= Beginning of Section =

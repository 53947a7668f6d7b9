use futures::{stream::BoxStream, StreamExt};
use std::collections::HashSet;
use std::path::{Path, PathBuf};
use std::sync::{Arc, Mutex};
use std::time::Duration;
use tracing::{debug, error, info, warn};

use super::outbox::Outbox;
use crate::bus::{EventBus, FLUSH_TOPIC};
use crate::debounce::{DebounceKey, ExpirySource, FlushMessage};

#[derive(Debug, Clone, Copy)]
pub struct RetryPolicy {
    pub initial: Duration,
    pub max: Duration,
    pub max_attempts: u32,
}

impl Default for RetryPolicy {
    fn default() -> Self {
        Self {
            initial: Duration::from_millis(200),
            max: Duration::from_secs(10),
            max_attempts: 8,
        }
    }
}

#[derive(Debug, Clone, Copy, PartialEq, Eq)]
pub enum Forwarded {
    /// Expired key was not a debounce key.
    Ignored,
    Published,
    /// Publishing failed after every retry; the flush waits in the outbox.
    Deferred,
}

/// Bridges the broadcast expiry channel to the durable flush queue.
///
/// Every subscriber of the expiry channel sees every expiry, so exactly one
/// listener may run system-wide. Deployment enforces that; this type only
/// converts and forwards.
///
/// An outbox entry is published by whoever claimed it: the `forward` call that
/// staged it, or one replay. Unclaimed entries are left for the next replay.
pub struct ExpiryListener {
    source: Arc<dyn ExpirySource>,
    bus: Arc<dyn EventBus>,
    outbox: Outbox,
    retry: RetryPolicy,
    in_flight: Mutex<HashSet<PathBuf>>,
}

impl ExpiryListener {
    pub fn new(
        source: Arc<dyn ExpirySource>,
        bus: Arc<dyn EventBus>,
        outbox: Outbox,
        retry: RetryPolicy,
    ) -> Self {
        Self {
            source,
            bus,
            outbox,
            retry,
            in_flight: Mutex::new(HashSet::new()),
        }
    }

    /// Returns false when another task already owns `path`.
    fn claim(&self, path: &Path) -> bool {
        match self.in_flight.lock() {
            Ok(mut in_flight) => in_flight.insert(path.to_path_buf()),
            Err(poisoned) => poisoned.into_inner().insert(path.to_path_buf()),
        }
    }

    fn release(&self, path: &Path) {
        match self.in_flight.lock() {
            Ok(mut in_flight) => in_flight.remove(path),
            Err(poisoned) => poisoned.into_inner().remove(path),
        };
    }

    pub async fn run(self: Arc<Self>) {
        self.replay_outbox().await;

        let mut backoff = self.retry.initial;
        loop {
            match self.source.subscribe().await {
                Ok(stream) => {
                    backoff = self.retry.initial;
                    let forwarded = self.pump(stream).await;
                    warn!(forwarded, "Expiry subscription closed, resubscribing");
                }
                Err(e) => error!("Failed to subscribe to expiry notifications: {}", e),
            }

            tokio::time::sleep(backoff).await;
            backoff = (backoff * 2).min(self.retry.max);
        }
    }

    /// Forwards expiries until the stream ends. Returns the number of flushes published.
    pub async fn pump(&self, mut expired: BoxStream<'_, String>) -> usize {
        let mut published = 0;
        while let Some(raw_key) = expired.next().await {
            if self.forward(&raw_key).await == Forwarded::Published {
                published += 1;
            }
        }
        published
    }

    pub async fn forward(&self, raw_key: &str) -> Forwarded {
        let Some(key) = DebounceKey::decode(raw_key) else {
            debug!(key = raw_key, "Ignoring unrelated expiry");
            return Forwarded::Ignored;
        };

        let message = FlushMessage::new(key);
        // Claimed before it becomes visible to a replay.
        let staged = match self.outbox.stage_with(&message, |path| {
            self.claim(path);
        })
        .await
        {
            Ok(path) => Some(path),
            Err(e) => {
                error!(alert = "outbox_write_failed", key = %message.debounce_key, "Could not stage flush: {}", e);
                None
            }
        };

        let published = self.publish_with_retry(&message).await;
        if !published {
            error!(
                alert = "flush_publish_failed",
                key = %message.debounce_key,
                staged = staged.is_some(),
                "Flush not enqueued after retries"
            );
        }

        if let Some(path) = staged {
            if published {
                if let Err(e) = self.outbox.clear(&path).await {
                    warn!(path = %path.display(), "Failed to clear outbox entry: {}", e);
                }
            }
            self.release(&path);
        }

        if published {
            Forwarded::Published
        } else {
            Forwarded::Deferred
        }
    }

    /// Republishes flushes left in the outbox by a crash or an exhausted retry.
    pub async fn replay_outbox(&self) -> usize {
        let pending = match self.outbox.pending().await {
            Ok(pending) => pending,
            Err(e) => {
                error!("Failed to read outbox: {}", e);
                return 0;
            }
        };

        let mut replayed = 0;
        for (path, message) in pending {
            if !self.claim(&path) {
                debug!(path = %path.display(), "Outbox entry in flight elsewhere, skipping");
                continue;
            }

            // Published and cleared by its owner since `pending` listed it.
            if !self.outbox.contains(&path).await {
                self.release(&path);
                continue;
            }

            let published = self.publish_with_retry(&message).await;
            if published {
                if let Err(e) = self.outbox.clear(&path).await {
                    warn!(path = %path.display(), "Failed to clear outbox entry: {}", e);
                }
                replayed += 1;
            }
            self.release(&path);

            if !published {
                error!(alert = "flush_publish_failed", key = %message.debounce_key, "Outbox replay failed");
                break;
            }
        }

        if replayed > 0 {
            info!(replayed, "Replayed outbox");
        }
        replayed
    }

    async fn publish_with_retry(&self, message: &FlushMessage) -> bool {
        let payload = match serde_json::to_string(message) {
            Ok(payload) => payload,
            Err(e) => {
                error!(key = %message.debounce_key, "Could not encode flush: {}", e);
                return false;
            }
        };

        let mut delay = self.retry.initial;
        for attempt in 1..=self.retry.max_attempts {
            match self.bus.publish(FLUSH_TOPIC, payload.clone()).await {
                Ok(id) => {
                    info!(key = %message.debounce_key, id = %id, "Flush enqueued");
                    return true;
                }
                Err(e) => {
                    warn!(key = %message.debounce_key, attempt, "Failed to enqueue flush: {}", e);
                    if attempt < self.retry.max_attempts {
                        tokio::time::sleep(delay).await;
                        delay = (delay * 2).min(self.retry.max);
                    }
                }
            }
        }

        false
    }
}
pub mod redis_stream;

use async_trait::async_trait;
use std::time::Duration;

use crate::error::Result;

pub use redis_stream::{RedisStreamBus, RedisStreamConsumer};

pub const RAW_TOPIC: &str = "events.notification.raw";
pub const FLUSH_TOPIC: &str = "events.notification.flush";
pub const EMAIL_TOPIC: &str = "events.notification.email";

/// Durable queue names, one consumer group per queue.
pub const COORDINATOR_QUEUE: &str = "debounce-coordinator";
pub const AGGREGATOR_QUEUE: &str = "aggregation-worker";

/// One message pulled from a durable queue, pending until acknowledged.
#[derive(Debug, Clone, PartialEq)]
pub struct Delivery {
    pub id: String,
    pub payload: String,
    /// How many times the queue has handed this message out, this delivery included.
    pub attempts: usize,
}

#[async_trait]
pub trait EventBus: Send + Sync {
    /// Appends `payload` to `topic`; returns the broker-assigned message id.
    async fn publish(&self, topic: &str, payload: String) -> Result<String>;
}

/// Competing-consumer side of one durable queue.
#[async_trait]
pub trait QueueConsumer: Send + Sync {
    /// Waits up to `block` for new messages.
    async fn receive(&self, max: usize, block: Duration) -> Result<Vec<Delivery>>;

    /// Takes over messages another handler left unacknowledged for at least `min_idle`.
    async fn reclaim_stale(&self, min_idle: Duration, max: usize) -> Result<Vec<Delivery>>;

    async fn ack(&self, delivery: &Delivery) -> Result<()>;
}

= End of Section =

What you need to do - Give the count of lines in the entries above that hold the word "ExpirySource", with no other words.

Exercise answer - 3